In [2]:
# imports

import os
import json
import time
from pathlib import Path
from typing import Any, Dict, List, Tuple
from dataclasses import dataclass, asdict
from typing import List
from pathlib import Path
import json
import random

import numpy as np
import pandas as pd
import matplotlib.pyplot as plt

In [6]:
# prepare paths

root_path = Path("..")
results_dir = root_path / 'results'
dataset_path = root_path / 'notebook' / 'data' / 'test_dataset.json'

predictions_csv_path = results_dir / 'predictions.csv'
summary_csv_path = results_dir / 'summary.csv'
ablations_csv_path = results_dir / 'ablations.csv'
chart_path = results_dir / 'comparison_chart.png'

In [None]:
# run ./03_interactive.ipynb to load all methods into memory
%run ./03_interactive.ipynb

In [None]:
# create local methods and parameters for easier handling

def call_embedding(code: str, top_k = 10):
    return detect_embedding(code, top_k = top_k)

def call_llm(code, top_n = 25):
    return detect_llm(code, top_n = top_n)

def call_rag(code: str, top_k = 5):
    return detect_rag(code, top_k = top_k)

def call_hybrid_rag(code, top_k_dense = 5, top_k_bm25 = 5, top_k_fused = 5, w_dense = 0.5):
    return detect_hybrid_rag(
        code,
        top_k_dense = top_k_dense,
        top_k_bm25 = top_k_bm25,
        top_k_fused = top_k_fused,
        w_dense = w_dense
    )

methods = {
    "pure_embedding": call_embedding,
    "direct_llm": call_llm,
    "rag": call_rag,
    "hybrid_rag": call_hybrid_rag
}

method_params = {
    "pure_embedding": {"top_k": 10},
    "direct_llm": {"top_n": 25},
    "rag": {"top_k": 5},
    "hybrid_rag": {"top_k_dense": 5, "top_k_bm25": 5, "top_k_fused": 5, "w_dense": 0.5},
}

In [7]:
# load dataset

@dataclass
class CodeSample:
    id: str
    query_code: str
    is_positive: bool
    source_hint: str
    notes: str

def load_dataset(dataset_path):
    with open(dataset_path, 'r', encoding='utf-8') as f:
        data = json.load(f)
        
    return [CodeSample(**item) for item in data]
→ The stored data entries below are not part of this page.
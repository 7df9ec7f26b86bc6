use chrono::{DateTime, Utc};

use super::welford::Welford;

/// Count-weighted running average `(m·xa + n·xb) / (m + n)`.
pub fn combine(m: f64, xa: f64, n: f64, xb: f64) -> f64 {
    if m + n == 0.0 {
        0.0
    } else {
        (m * xa + n * xb) / (m + n)
    }
}

/// Per-window statistics of one flow.
#[derive(Clone, Copy, Debug, Default)]
pub struct WindowStats {
    pub bytes: Welford,
    pub ipt: Welford,
    pub total_bytes: u64,
}

impl WindowStats {
    pub fn packets(&self) -> u64 {
        self.bytes.count()
    }

    pub fn push(&mut self, size: u32, ipt: f64) {
        self.bytes.push(size as f64);
        self.ipt.push(ipt);
        self.total_bytes += size as u64;
    }
}

/// Long-run statistics of one flow, merged once per window.
#[derive(Clone, Copy, Debug, Default, PartialEq)]
pub struct HistoricalRecord {
    pub packets: u64,
    pub avg_byte: f64,
    pub var_byte: f64,
    pub avg_ipt: f64,
    pub var_ipt: f64,
    pub updated: Option<DateTime<Utc>>,
}

impl HistoricalRecord {
    pub fn merge(&mut self, window: &WindowStats, at: DateTime<Utc>) {
        let n = window.packets();
        if n == 0 {
            return;
        }
        let (m, nf) = (self.packets as f64, n as f64);
        self.avg_byte = combine(m, self.avg_byte, nf, window.bytes.mean());
        self.var_byte = combine(m, self.var_byte, nf, window.bytes.variance());
        self.avg_ipt = combine(m, self.avg_ipt, nf, window.ipt.mean());
        self.var_ipt = combine(m, self.var_ipt, nf, window.ipt.variance());
        self.packets += n;
        self.updated = Some(at);
    }

    pub fn is_empty(&self) -> bool {
        self.packets == 0
    }
}

/// `(avg − hist_avg) / sqrt(var / n)`; undefined for zero variance.
pub fn t_statistic(avg: f64, hist_avg: f64, var: f64, n: u64) -> Option<f64> {
    if var > 0.0 && n > 0 {
        let t = (avg - hist_avg) / (var / n as f64).sqrt();
        t.is_finite().then_some(t)
    } else {
        None
    }
}

/// `sqrt(t_byte² + t_ipt²)`, defined only when both statistics are.
pub fn flow_score(window: &WindowStats, hist: &HistoricalRecord) -> Option<f64> {
    let n = window.packets();
    let t_byte = t_statistic(window.bytes.mean(), hist.avg_byte, window.bytes.variance(), n)?;
    let t_ipt = t_statistic(window.ipt.mean(), hist.avg_ipt, window.ipt.variance(), n)?;
    Some((t_byte * t_byte + t_ipt * t_ipt).sqrt())
}

#[cfg(test)]
mod tests {
    use super::*;

    fn stats(samples: &[(u32, f64)]) -> WindowStats {
        let mut w = WindowStats::default();
        for &(s, i) in samples {
            w.push(s, i);
        }
        w
    }

    #[test]
    fn combine_weights_by_count() {
        assert_eq!(combine(3.0, 10.0, 1.0, 20.0), 12.5);
        assert_eq!(combine(0.0, 0.0, 4.0, 7.0), 7.0);
        assert_eq!(combine(0.0, 0.0, 0.0, 7.0), 0.0);
    }

    #[test]
    fn first_merge_adopts_window_stats() {
        let mut h = HistoricalRecord::default();
        let w = stats(&[(100, 0.0), (200, 1.0), (300, 2.0)]);
        h.merge(&w, Utc::now());
        assert_eq!(h.packets, 3);
        assert_eq!(h.avg_byte, 200.0);
        assert_eq!(h.var_byte, 10_000.0);
        assert_eq!(h.avg_ipt, 1.0);
    }

    #[test]
    fn second_merge_is_count_weighted() {
        let mut h = HistoricalRecord::default();
        h.merge(&stats(&[(100, 0.0), (100, 1.0)]), Utc::now());
        h.merge(&stats(&[(400, 1.0), (400, 1.0)]), Utc::now());
        assert_eq!(h.packets, 4);
        assert_eq!(h.avg_byte, 250.0);
    }

    #[test]
    fn zero_variance_yields_no_statistic() {
        assert_eq!(t_statistic(5.0, 1.0, 0.0, 10), None);
        assert_eq!(t_statistic(5.0, 1.0, 4.0, 0), None);
        assert_eq!(t_statistic(5.0, 1.0, 4.0, 4), Some(4.0));
    }

    #[test]
    fn score_needs_both_metrics() {
        let hist = HistoricalRecord {
            packets: 10,
            avg_byte: 100.0,
            avg_ipt: 1.0,
            ..HistoricalRecord::default()
        };
        // constant sizes: byte variance 0
        let w = stats(&[(100, 0.5), (100, 1.5)]);
        assert_eq!(flow_score(&w, &hist), None);

        let w = stats(&[(100, 0.5), (300, 1.5), (200, 1.0), (200, 1.0)]);
        let score = flow_score(&w, &hist).unwrap();
        // t_ipt = 0, t_byte = 100 / sqrt(var/4)
        let var = w.bytes.variance();
        assert!((score - 100.0 / (var / 4.0).sqrt()).abs() < 1e-9);
    }
}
dataset = load_dataset(dataset_path)

In [12]:
# run on dataset and create results

@dataclass
class EvaluationRow:
    id: str
    is_positive: bool
    method: str
    is_plagiarized: bool
    reason: str
    evidence_mine: any
    evidence_oai: any
    ms_elapsed: float

rows = []

for name, func in methods.items():
    params = method_params.get(name, {})
    
    for sample in dataset:
        start_time = time.time()
        result = func(sample.query_code, **params)
        end_time = time.time()

        row = EvaluationRow(
            id = sample.id,
            is_positive = sample.is_positive,
            method = result.method,
            is_plagiarized = result.is_plagiarized,
            reason = result.reason,
            evidence_mine = result.evidence_mine,
            evidence_oai = result.evidence_oai,
            ms_elapsed = (end_time - start_time) * 1000
        )
        
        rows.append(row)
    
    print(f"{name} finished")

# convert and save
results = pd.DataFrame([asdict(r) for r in rows])
results.to_csv(predictions_csv_path, index = False)

pure_embedding finished
direct_llm finished
direct_llm finished
rag finished
rag finished
hybrid_rag finished
hybrid_rag finished


In [13]:
# evaluate results using metrics and form summary

def confusion_counts(dataframe):
    tp = int(((dataframe.is_positive == True) & (dataframe.is_plagiarized == True)).sum())
    fp = int(((dataframe.is_positive == False) & (dataframe.is_plagiarized == True)).sum())
    tn = int(((dataframe.is_positive == False) & (dataframe.is_plagiarized == False)).sum())
    fn = int(((dataframe.is_positive == True) & (dataframe.is_plagiarized == False)).sum())
    return tp, fp, tn, fn

def calculate_metrics(true_positive, false_positive, true_negative, false_negative):
    # precision = how often a detected plagiarism case was really a plagiarism
    assumed_plagiarized_cnt = true_positive + false_positive
    precision = true_positive / assumed_plagiarized_cnt if assumed_plagiarized_cnt > 0 else 0.0

    # recall = how many real plagiarism cases the model caught
    total_plagiarized_cnt = true_positive + false_negative
    recall = true_positive / total_plagiarized_cnt if total_plagiarized_cnt > 0 else 0.0

    f1 = 2 * precision * recall / (precision + recall) if (precision + recall) > 0 else 0.0
    accuracy = (true_positive + true_negative) / max(true_positive + false_positive + true_negative + false_negative, 1)

    return {
        "precision": precision,
        "recall": recall,
        "f1": f1,
        "accuracy": accuracy
    }

summary_rows = []
for method_name, dataframe in results.groupby("method"):
    tp, fp, tn, fn = confusion_counts(dataframe)
    scores = calculate_metrics(tp, fp, tn, fn)
    avg_ms = float(dataframe["ms_elapsed"].mean()) if len(dataframe) else 0.0
    
    summary_rows.append({
        "method": method_name,
        "n": int(len(dataframe)),
        "tp": tp, "fp": fp, "tn": tn, "fn": fn,
        "precision": scores["precision"],
        "recall": scores["recall"],
        "f1": scores["f1"],
        "accuracy": scores["accuracy"],
        "avg_ms": avg_ms
    })

summary = pd.DataFrame(summary_rows).sort_values("f1", ascending = False).reset_index(drop = True)
summary.to_csv(summary_csv_path, index = False)